Rehenes del tiempo

Personas paseando por Ourense bajo las frías temperaturas del invierno.

Personas paseando por Ourense bajo las frías temperaturas del invierno. / Brais Lorenzo

Javier Fraiz

Javier Fraiz

El coche renquea y se deshace del dióxido de carbono como un fumador que tose pero apura otra calada, porque no puede dejarlo. Sufre apneas en los semáforos, con el motor al ralentí. Al acelerar se lamenta y tarda en desperezarse, tiene tiritona después de una noche bajo la cencellada. A unos cuatrocientos metros de altitud, el sol despunta por fin. El hielo dice adiós y fluye por el marco del parabrisas, como las lágrimas en una despedida. En el retrovisor, Ourense no se da por enterada y permanece aislada del sol y de su luz, bajo una cúpula algodonosa de vapor de agua, nubes y mucho frío. “Quizá abra todavía”, pero en muchas ocasiones no sucede.
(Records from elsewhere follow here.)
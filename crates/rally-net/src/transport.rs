//! Uniform transport capability.
//!
//! A provider (in-process, relay, ...) implements [`Transport`]. Everything
//! above this module sees only [`Endpoint`]s and [`ConnectionHandle`]s, which
//! are thin channel pairs: commands flow down to the provider task, events
//! flow back up.
//!
//! ```text
//!   session ── LinkCommand::{Send, Accept, Close} ──▶ provider
//!   session ◀── ConnectionEvent::{Opened, Data, Closed, Error} ── provider
//! ```
//!
//! An inbound handle must be accepted before either side sees `Opened`.
//! Dropping an inbound handle without accepting rejects the attempt.

use std::future::Future;
use std::io;
use std::sync::Arc;
use std::sync::atomic::{AtomicU64, Ordering};

use tokio::sync::mpsc;

use crate::address::EndpointAddress;

/// Set on the ids of links dialed from this side.
pub const DIALED_LINK_BIT: u64 = 1 << 63;

/// Opaque payload bytes.
pub type Payload = Vec<u8>;

/// Identifier of one connection on one endpoint.
#[derive(Debug, Clone, Copy, PartialEq, Eq, Hash)]
pub struct LinkId(pub u64);

impl LinkId {
    /// Whether this link was dialed locally rather than offered by the provider.
    pub fn is_dialed(self) -> bool {
        self.0 & DIALED_LINK_BIT != 0
    }
}

/// Errors reported by a transport provider.
#[derive(Debug, Clone, thiserror::Error)]
pub enum TransportError {
    /// Another endpoint already holds the address.
    #[error("address {0} is already registered")]
    AddressInUse(EndpointAddress),

    /// Nothing is registered at the remote address.
    #[error("no endpoint registered at {0}")]
    PeerNotFound(EndpointAddress),

    /// The remote endpoint turned the connection down.
    #[error("connection rejected by remote endpoint")]
    Rejected,

    /// The provider did not answer in time.
    #[error("transport operation timed out")]
    Timeout,

    /// The endpoint or its provider has gone away.
    #[error("endpoint closed")]
    EndpointClosed,

    /// The payload is larger than the provider can carry in one message.
    #[error("payload of {size} bytes exceeds the {max} byte limit")]
    PayloadTooLarge { size: usize, max: usize },

    /// The provider sent something unexpected.
    #[error("protocol error: {0}")]
    Protocol(String),

    /// Underlying I/O failure.
    #[error("I/O error: {0}")]
    Io(Arc<io::Error>),
}

impl From<io::Error> for TransportError {
    fn from(err: io::Error) -> Self {
        Self::Io(Arc::new(err))
    }
}

/// Events observable on a single connection.
#[derive(Debug, Clone)]
pub enum ConnectionEvent {
    /// Both sides may now exchange data.
    Opened,
    /// A payload from the peer.
    Data(Payload),
    /// The connection ended normally.
    Closed,
    /// The connection failed.
    Error(TransportError),
}

/// Per-connection options.
#[derive(Debug, Clone, Copy, PartialEq, Eq, Default)]
pub struct ConnectOptions {
    /// Ask the provider for reliable, ordered delivery.
    pub reliable: bool,
}

/// Commands a connection handle sends to its provider.
#[derive(Debug, Clone, PartialEq, Eq)]
pub enum LinkCommand {
    Send(Payload),
    Accept,
    Close,
}

// ---------------------------------------------------------------------------
// Caller side
// ---------------------------------------------------------------------------

/// One connection, inbound or outbound.
pub struct ConnectionHandle {
    id: LinkId,
    peer: EndpointAddress,
    options: ConnectOptions,
    inbound: bool,
    sender: LinkSender,
    events: LinkEvents,
}

impl ConnectionHandle {
    pub fn id(&self) -> LinkId {
        self.id
    }

    /// Address of the other side.
    pub fn peer(&self) -> &EndpointAddress {
        &self.peer
    }

    pub fn options(&self) -> ConnectOptions {
        self.options
    }

    /// Whether the provider offered this connection to a listening endpoint.
    pub fn is_inbound(&self) -> bool {
        self.inbound
    }

    /// Complete the handshake of an inbound connection. No-op for outbound.
    pub fn accept(&self) {
        if self.inbound {
            self.sender.accept();
        }
    }

    /// Refuse payloads over `max` bytes at [`send`](Self::send) time.
    pub fn with_max_payload(mut self, max: usize) -> Self {
        self.sender.max_payload = Some(max);
        self
    }

    /// Queue a payload for the peer.
    pub fn send(&self, payload: Payload) -> Result<(), TransportError> {
        self.sender.send(payload)
    }

    /// Wait for the next event. `None` once the provider dropped the link.
    pub async fn next_event(&mut self) -> Option<ConnectionEvent> {
        self.events.recv().await
    }

    /// Split into the sending half and the event stream.
    pub fn split(self) -> (LinkSender, LinkEvents) {
        (self.sender, self.events)
    }
}

/// Sending half of a connection handle.
pub struct LinkSender {
    commands: mpsc::UnboundedSender<LinkCommand>,
    max_payload: Option<usize>,
}

impl LinkSender {
    /// Queue a payload. Oversized payloads are refused here rather than
    /// failing later inside the provider.
    pub fn send(&self, payload: Payload) -> Result<(), TransportError> {
        if let Some(max) = self.max_payload
            && payload.len() > max
        {
            return Err(TransportError::PayloadTooLarge {
                size: payload.len(),
                max,
            });
        }
        self.commands
            .send(LinkCommand::Send(payload))
            .map_err(|_| TransportError::EndpointClosed)
    }

    fn accept(&self) {
        let _ = self.commands.send(LinkCommand::Accept);
    }

    /// Close the connection. Dropping the sender has the same effect.
    pub fn close(self) {
        let _ = self.commands.send(LinkCommand::Close);
    }
}

/// Event stream of a connection handle.
pub struct LinkEvents {
    events: mpsc::UnboundedReceiver<ConnectionEvent>,
}

impl LinkEvents {
    pub async fn recv(&mut self) -> Option<ConnectionEvent> {
        self.events.recv().await
    }
}

/// A registered endpoint: dials out and yields inbound connections.
pub struct Endpoint {
    control: EndpointControl,
    incoming: Incoming,
}

impl Endpoint {
    pub fn address(&self) -> &EndpointAddress {
        &self.control.address
    }

    /// Start connecting to `remote`. Completion arrives as an event on the handle.
    pub fn connect_to(&self, remote: &EndpointAddress, options: ConnectOptions) -> ConnectionHandle {
        self.control.connect_to(remote, options)
    }

    /// Wait for the next inbound connection attempt.
    pub async fn next_incoming(&mut self) -> Option<ConnectionHandle> {
        self.incoming.next().await
    }

    /// Limit the payload size of every connection dialed from this endpoint.
    pub fn with_max_payload(mut self, max: usize) -> Self {
        self.control.max_payload = Some(max);
        self
    }

    /// Split into the control half and the inbound stream, so the stream
    /// can be moved into a listening task.
    pub fn split(self) -> (EndpointControl, Incoming) {
        (self.control, self.incoming)
    }

    /// Release the registration.
    pub fn close(self) {
        self.control.close();
    }
}

/// Control half of an endpoint.
pub struct EndpointControl {
    address: EndpointAddress,
    commands: mpsc::UnboundedSender<EndpointCommand>,
    next_link: AtomicU64,
    max_payload: Option<usize>,
}

impl EndpointControl {
    pub fn address(&self) -> &EndpointAddress {
        &self.address
    }

    pub fn connect_to(&self, remote: &EndpointAddress, options: ConnectOptions) -> ConnectionHandle {
        let id = LinkId(self.next_link.fetch_add(1, Ordering::Relaxed) | DIALED_LINK_BIT);
        let (mut handle, driver) = link(id, remote.clone(), options, false);
        if let Some(max) = self.max_payload {
            handle = handle.with_max_payload(max);
        }
        if let Err(mpsc::error::SendError(EndpointCommand::Connect(driver))) =
            self.commands.send(EndpointCommand::Connect(driver))
        {
            driver.emit(ConnectionEvent::Error(TransportError::EndpointClosed));
        }
        handle
    }

    /// Release the registration. Dropping the control has the same effect.
    pub fn close(self) {
        let _ = self.commands.send(EndpointCommand::Close);
    }
}

/// Lazy stream of inbound connection attempts. Not restartable.
pub struct Incoming {
    handles: mpsc::UnboundedReceiver<ConnectionHandle>,
}

impl Incoming {
    pub async fn next(&mut self) -> Option<ConnectionHandle> {
        self.handles.recv().await
    }
}

// ---------------------------------------------------------------------------
// Provider side
// ---------------------------------------------------------------------------

/// A transport provider.
pub trait Transport: Send + Sync + 'static {
    /// Register `address` and return the endpoint once the provider confirms it.
    fn open_endpoint(
        &self,
        address: &EndpointAddress,
    ) -> impl Future<Output = Result<Endpoint, TransportError>> + Send;
}

/// Requests from an endpoint to its provider.
pub enum EndpointCommand {
    /// Dial the link's peer address.
    Connect(LinkDriver),
    /// Release the registration.
    Close,
}

/// Provider half of an endpoint.
pub struct EndpointDriver {
    pub address: EndpointAddress,
    pub commands: mpsc::UnboundedReceiver<EndpointCommand>,
    pub incoming: mpsc::UnboundedSender<ConnectionHandle>,
}

/// Provider half of a connection.
pub struct LinkDriver {
    pub id: LinkId,
    pub peer: EndpointAddress,
    pub options: ConnectOptions,
    pub commands: mpsc::UnboundedReceiver<LinkCommand>,
    pub events: mpsc::UnboundedSender<ConnectionEvent>,
}

impl LinkDriver {
    /// Deliver an event to the caller side. Ignored once the handle is gone.
    pub fn emit(&self, event: ConnectionEvent) {
        let _ = self.events.send(event);
    }
}

/// Create a connected endpoint/driver pair for `address`.
pub fn endpoint(address: EndpointAddress) -> (Endpoint, EndpointDriver) {
    let (command_tx, command_rx) = mpsc::unbounded_channel();
    let (incoming_tx, incoming_rx) = mpsc::unbounded_channel();
    let endpoint = Endpoint {
        control: EndpointControl {
            address: address.clone(),
            commands: command_tx,
            next_link: AtomicU64::new(1),
            max_payload: None,
        },
        incoming: Incoming {
            handles: incoming_rx,
        },
    };
    let driver = EndpointDriver {
        address,
        commands: command_rx,
        incoming: incoming_tx,
    };
    (endpoint, driver)
}

/// Create a connected handle/driver pair.
pub fn link(
    id: LinkId,
    peer: EndpointAddress,
    options: ConnectOptions,
    inbound: bool,
) -> (ConnectionHandle, LinkDriver) {
    let (command_tx, command_rx) = mpsc::unbounded_channel();
    let (event_tx, event_rx) = mpsc::unbounded_channel();
    let handle = ConnectionHandle {
        id,
        peer: peer.clone(),
        options,
        inbound,
        sender: LinkSender {
            commands: command_tx,
            max_payload: None,
        },
        events: LinkEvents { events: event_rx },
    };
    let driver = LinkDriver {
        id,
        peer,
        options,
        commands: command_rx,
        events: event_tx,
    };
    (handle, driver)
}

#[cfg(test)]
mod tests {
    use super::*;

    fn addr(s: &str) -> EndpointAddress {
        EndpointAddress::new(s)
    }

    #[tokio::test]
    async fn test_dialed_links_are_tagged() {
        let (endpoint, mut driver) = endpoint(addr("a"));
        let first = endpoint.connect_to(&addr("b"), ConnectOptions::default());
        let second = endpoint.connect_to(&addr("b"), ConnectOptions::default());
        assert!(first.id().is_dialed());
        assert_ne!(first.id(), second.id());
        assert!(!LinkId(5).is_dialed());

        match driver.commands.recv().await {
            Some(EndpointCommand::Connect(link)) => assert_eq!(link.peer, addr("b")),
            _ => panic!("expected connect request"),
        }
    }

    #[tokio::test]
    async fn test_connect_after_provider_gone_reports_error() {
        let (endpoint, driver) = endpoint(addr("a"));
        drop(driver);

        let mut handle = endpoint.connect_to(&addr("b"), ConnectOptions::default());
        assert!(matches!(
            handle.next_event().await,
            Some(ConnectionEvent::Error(TransportError::EndpointClosed))
        ));
        assert!(handle.next_event().await.is_none());
    }

    #[tokio::test]
    async fn test_oversized_payload_refused_before_queueing() {
        let (endpoint, mut driver) = endpoint(addr("a"));
        let endpoint = endpoint.with_max_payload(4);
        let handle = endpoint.connect_to(&addr("b"), ConnectOptions::default());
        let Some(EndpointCommand::Connect(mut link)) = driver.commands.recv().await else {
            panic!("expected connect request");
        };

        assert!(matches!(
            handle.send(vec![0; 5]),
            Err(TransportError::PayloadTooLarge { size: 5, max: 4 })
        ));
        handle.send(vec![1; 4]).unwrap();
        assert_eq!(link.commands.recv().await, Some(LinkCommand::Send(vec![1; 4])));
        assert!(link.commands.try_recv().is_err());
    }

    #[tokio::test]
    async fn test_accept_only_sent_for_inbound() {
        let (outbound, mut out_driver) = link(LinkId(1), addr("b"), ConnectOptions::default(), false);
        outbound.accept();
        drop(outbound);
        assert_eq!(out_driver.commands.recv().await, None);

        let (inbound, mut in_driver) = link(LinkId(2), addr("a"), ConnectOptions::default(), true);
        inbound.accept();
        assert_eq!(in_driver.commands.recv().await, Some(LinkCommand::Accept));
    }

    #[tokio::test]
    async fn test_send_and_close_reach_driver() {
        let (handle, mut driver) = link(LinkId(1), addr("b"), ConnectOptions { reliable: true }, false);
        assert!(handle.options().reliable);
        handle.send(b"hi".to_vec()).unwrap();
        let (sender, _events) = handle.split();
        sender.close();

        assert_eq!(driver.commands.recv().await, Some(LinkCommand::Send(b"hi".to_vec())));
        assert_eq!(driver.commands.recv().await, Some(LinkCommand::Close));
    }

    #[tokio::test]
    async fn test_send_after_driver_dropped_fails() {
        let (handle, driver) = link(LinkId(1), addr("b"), ConnectOptions::default(), false);
        drop(driver);
        assert!(matches!(
            handle.send(vec![1]),
            Err(TransportError::EndpointClosed)
        ));
    }
}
La Torre de Antonio Alés Reinlein es un gigante que hiberna, aunque se percibe su existencia, y la impresión es incluso mayor que cuando se aprecia con toda su nitidez rayando el cielo sobre la ciudad. Para notar su presencia, basta imaginar que aguarda bajo la superficie, rugiendo desde la distancia, con ganas de emerger y de arrasar con todo, como en las historias de Godzilla cuando el monstruo aparece por el puerto, o como ocurre también con el funcionamiento de los pensamientos intrusivos.

El Miño serpentea entre los puentes que cosen la ciudad, fluye a ciegas, atravesando Ourense con sigilo, detrás de la cortina de niebla. Parece un río figurado, un lecho inventado que avanza entre un cañón de terciopelo. Del cauce surge la niebla con más vigor que en cualquier otro lugar del municipio. En la margen derecha, se combina con el de las aguas termales que brotan del subsuelo. Forman una trenza de vapor, un cascarón del que parece que, en cualquier momento, surgirá una ninfa.

La relación con el tiempo difumina la percepción de los años y se prolonga toda la vida. Permanecen los recuerdos de las primeras veces, como cuando la respiración se transforma en volutas en el aire que revelan el mecanismo de la respiración, hasta que el hálito se funde y desaparece con el oxígeno circundante. Cuando el viento golpea con brusquedad las comisuras de los ojos, las mañanas gélidas hacen llorar, y el aire disecciona con su filo la piel milimétrica de los labios.

El tiempo juega con la población, realiza sus experimentos, invierte la temperatura y la lógica: hace mucho más frío en las cotas bajas, mientras la montaña ensaya a acoger la primavera. Cada jornada de esa estación templada y rejuvenecedora, incluso los días que se parecen pero están fuera de calendario, son “un acto irreversible”, subraya Yolanda Castaño en su poemario ‘Materia’. En el valle, la niebla cala –las gotas de agua en suspensión propagan el frío– pero también aclara la memoria, paradójicamente. Crecer es descubrir el invierno y, en especial, aceptar que el verano es una mentira, como todo lo que supone una promesa de felicidad infinita.